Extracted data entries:

* * * * * * * * *

//! Lazily initialized allocator handle and the process-wide instance.
//!
//! [`PoolAllocator`] builds its [`TieredPool`] on the first request that needs
//! it, exactly once, even when several threads race to be first. The
//! out-of-memory handler lives in the handle rather than the pool so it can be
//! registered before initialization.
//!
//! [`global`] is a `static` handle configured from the environment. Statics
//! are never dropped, so the pool outlives every caller, including code that
//! releases blocks during process teardown.

#![allow(unsafe_code)]

use std::ptr::NonNull;
use std::sync::{Arc, OnceLock};

use tierpool_core::{PoolConfig, PoolError, PoolLogLevel, PoolLogRecord, StatusSnapshot};

use crate::aligned;
use crate::heap::{LibcHeap, SystemHeap};
use crate::oom::OomHandlerSlot;
use crate::pool::TieredPool;
use crate::raw::RawAllocator;

/// Explicit allocator handle with once-only pool construction.
pub struct PoolAllocator<H: SystemHeap = LibcHeap> {
    config: PoolConfig,
    heap: H,
    oom: Arc<OomHandlerSlot>,
    pool: OnceLock<Result<TieredPool<H>, PoolError>>,
    /// Problem with the requested configuration that was resolved by falling
    /// back to defaults. Logged once the pool exists.
    config_fallback: Option<PoolError>,
}

impl PoolAllocator<LibcHeap> {
    /// Handle over the C library heap.
    #[must_use]
    pub fn new(config: PoolConfig) -> Self {
        Self::with_heap(config, LibcHeap)
    }

    /// Handle configured from `TIERPOOL_*` environment variables. An invalid
    /// environment falls back to the defaults and records a warning.
    #[must_use]
    pub fn from_env() -> Self {
        match PoolConfig::from_env() {
            Ok(config) => Self::new(config),
            Err(err) => Self {
                config_fallback: Some(err),
                ..Self::new(PoolConfig::default())
            },
        }
    }
}

impl Default for PoolAllocator<LibcHeap> {
    fn default() -> Self {
        Self::new(PoolConfig::default())
    }
}

impl<H: SystemHeap + Clone> PoolAllocator<H> {
    #[must_use]
    pub fn with_heap(config: PoolConfig, heap: H) -> Self {
        Self {
            config,
            heap,
            oom: Arc::new(OomHandlerSlot::new()),
            pool: OnceLock::new(),
            config_fallback: None,
        }
    }

    /// Register the out-of-memory handler at construction time.
    #[must_use]
    pub fn with_oom_handler<F>(self, handler: F) -> Self
    where
        F: Fn(usize, bool) -> bool + Send + Sync + 'static,
    {
        self.register_out_of_memory_handler(handler);
        self
    }

    /// Install or replace the out-of-memory handler.
    pub fn register_out_of_memory_handler<F>(&self, handler: F)
    where
        F: Fn(usize, bool) -> bool + Send + Sync + 'static,
    {
        self.oom.register(Arc::new(handler));
    }

    /// Remove the out-of-memory handler.
    pub fn clear_out_of_memory_handler(&self) {
        self.oom.clear();
    }

    /// The pool, building it on first use. `Err` if the configuration is
    /// invalid; the error is sticky.
    pub fn try_pool(&self) -> Result<&TieredPool<H>, &PoolError> {
        self.pool
            .get_or_init(|| {
                let pool = TieredPool::with_handler_slot(
                    self.config.clone(),
                    self.heap.clone(),
                    Arc::clone(&self.oom),
                );
                if let (Ok(pool), Some(err)) = (&pool, &self.config_fallback) {
                    pool.log_event(
                        PoolLogLevel::Warn,
                        "init",
                        "config_fallback",
                        None,
                        "defaults",
                        || err.to_string(),
                    );
                }
                pool
            })
            .as_ref()
    }

    /// The pool if it has been built already.
    #[must_use]
    pub fn pool_if_initialized(&self) -> Option<&TieredPool<H>> {
        self.pool.get().and_then(|pool| pool.as_ref().ok())
    }

    #[must_use]
    pub fn is_initialized(&self) -> bool {
        self.pool_if_initialized().is_some()
    }

    pub fn allocate(&self, bytes: usize) -> Option<NonNull<u8>> {
        self.try_pool().ok()?.allocate(bytes)
    }

    /// # Safety
    ///
    /// `ptr` must be null or a live pointer from this handle.
    pub unsafe fn release(&self, ptr: *mut u8) {
        if ptr.is_null() {
            return;
        }
        if let Some(pool) = self.pool_if_initialized() {
            // SAFETY: forwarded contract.
            unsafe { pool.release(ptr) }
        }
    }

    /// # Safety
    ///
    /// `ptr` must be null or a live pointer from this handle.
    pub unsafe fn reallocate(&self, ptr: *mut u8, bytes: usize) -> Option<NonNull<u8>> {
        // SAFETY: forwarded contract.
        unsafe { self.try_pool().ok()?.reallocate(ptr, bytes) }
    }

    /// `count * element_size` zeroed bytes; `None` on overflow or exhaustion.
    pub fn zeroed_allocate(&self, count: usize, element_size: usize) -> Option<NonNull<u8>> {
        RawAllocator::zeroed_allocate(self, count, element_size)
    }

    /// # Panics
    ///
    /// Panics if `alignment` is not a power of two.
    pub fn aligned_allocate(&self, bytes: usize, alignment: usize) -> Option<NonNull<u8>> {
        aligned::aligned_allocate(self, bytes, alignment)
    }

    /// # Safety
    ///
    /// `ptr` must be null or a live pointer from [`Self::aligned_allocate`].
    pub unsafe fn aligned_release(&self, ptr: *mut u8) {
        // SAFETY: forwarded contract.
        unsafe { aligned::aligned_release(self, ptr) }
    }

    /// Status snapshot, or `None` before the first allocation.
    #[must_use]
    pub fn snapshot(&self) -> Option<StatusSnapshot> {
        self.pool_if_initialized().map(TieredPool::snapshot)
    }

    /// Human-readable summary. Does not build the pool.
    #[must_use]
    pub fn status_report(&self) -> String {
        match self.pool.get() {
            Some(Ok(pool)) => pool.status_report(),
            Some(Err(err)) => format!("Pool unavailable: {err}"),
            None => "No allocations made yet.".to_string(),
        }
    }

    /// Zero the counters; pool contents are untouched.
    pub fn reset_counters(&self) {
        if let Some(pool) = self.pool_if_initialized() {
            pool.reset_counters();
        }
    }

    #[must_use]
    pub fn lifecycle_logs(&self) -> Vec<PoolLogRecord> {
        self.pool_if_initialized()
            .map(TieredPool::lifecycle_logs)
            .unwrap_or_default()
    }

    pub fn drain_lifecycle_logs(&self) -> Vec<PoolLogRecord> {
        self.pool_if_initialized()
            .map(TieredPool::drain_lifecycle_logs)
            .unwrap_or_default()
    }

    /// Bytes held from the heap through the fallback path.
    #[must_use]
    pub fn outstanding_bytes(&self) -> usize {
        self.pool_if_initialized()
            .map_or(0, TieredPool::outstanding_bytes)
    }
}

impl<H: SystemHeap + Clone> RawAllocator for PoolAllocator<H> {
    fn allocate(&self, bytes: usize) -> Option<NonNull<u8>> {
        PoolAllocator::allocate(self, bytes)
    }

    unsafe fn release(&self, ptr: *mut u8) {
        // SAFETY: forwarded contract.
        unsafe { PoolAllocator::release(self, ptr) }
    }

    unsafe fn reallocate(&self, ptr: *mut u8, bytes: usize) -> Option<NonNull<u8>> {
        // SAFETY: forwarded contract.
        unsafe { PoolAllocator::reallocate(self, ptr, bytes) }
    }
}

static GLOBAL: OnceLock<PoolAllocator> = OnceLock::new();

/// The process-wide allocator, configured from the environment on first use.
pub fn global() -> &'static PoolAllocator {
    GLOBAL.get_or_init(PoolAllocator::from_env)
}

/// [`PoolAllocator::allocate`] on the process-wide instance.
pub fn allocate(bytes: usize) -> Option<NonNull<u8>> {
    global().allocate(bytes)
}

/// [`PoolAllocator::release`] on the process-wide instance.
///
/// # Safety
///
/// `ptr` must be null or a live pointer from the process-wide instance.
pub unsafe fn release(ptr: *mut u8) {
    // SAFETY: forwarded contract.
    unsafe { global().release(ptr) }
}

/// [`PoolAllocator::reallocate`] on the process-wide instance.
///
/// # Safety
///
/// `ptr` must be null or a live pointer from the process-wide instance.
pub unsafe fn reallocate(ptr: *mut u8, bytes: usize) -> Option<NonNull<u8>> {
    // SAFETY: forwarded contract.
    unsafe { global().reallocate(ptr, bytes) }
}

pub fn zeroed_allocate(count: usize, element_size: usize) -> Option<NonNull<u8>> {
    global().zeroed_allocate(count, element_size)
}

pub fn aligned_allocate(bytes: usize, alignment: usize) -> Option<NonNull<u8>> {
    global().aligned_allocate(bytes, alignment)
}

/// # Safety
///
/// `ptr` must be null or a live pointer from [`aligned_allocate`].
pub unsafe fn aligned_release(ptr: *mut u8) {
    // SAFETY: forwarded contract.
    unsafe { global().aligned_release(ptr) }
}

pub fn register_out_of_memory_handler<F>(handler: F)
where
    F: Fn(usize, bool) -> bool + Send + Sync + 'static,
{
    global().register_out_of_memory_handler(handler);
}

pub fn status_report() -> String {
    global().status_report()
}

pub fn reset_counters() {
    global().reset_counters();
}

* * * * * * * * *

*Work to be completed*. If a line in the records above holds the string "construction", copy it out.

*Solution*.
/// Explicit allocator handle with once-only pool construction.
    /// Register the out-of-memory handler at construction time.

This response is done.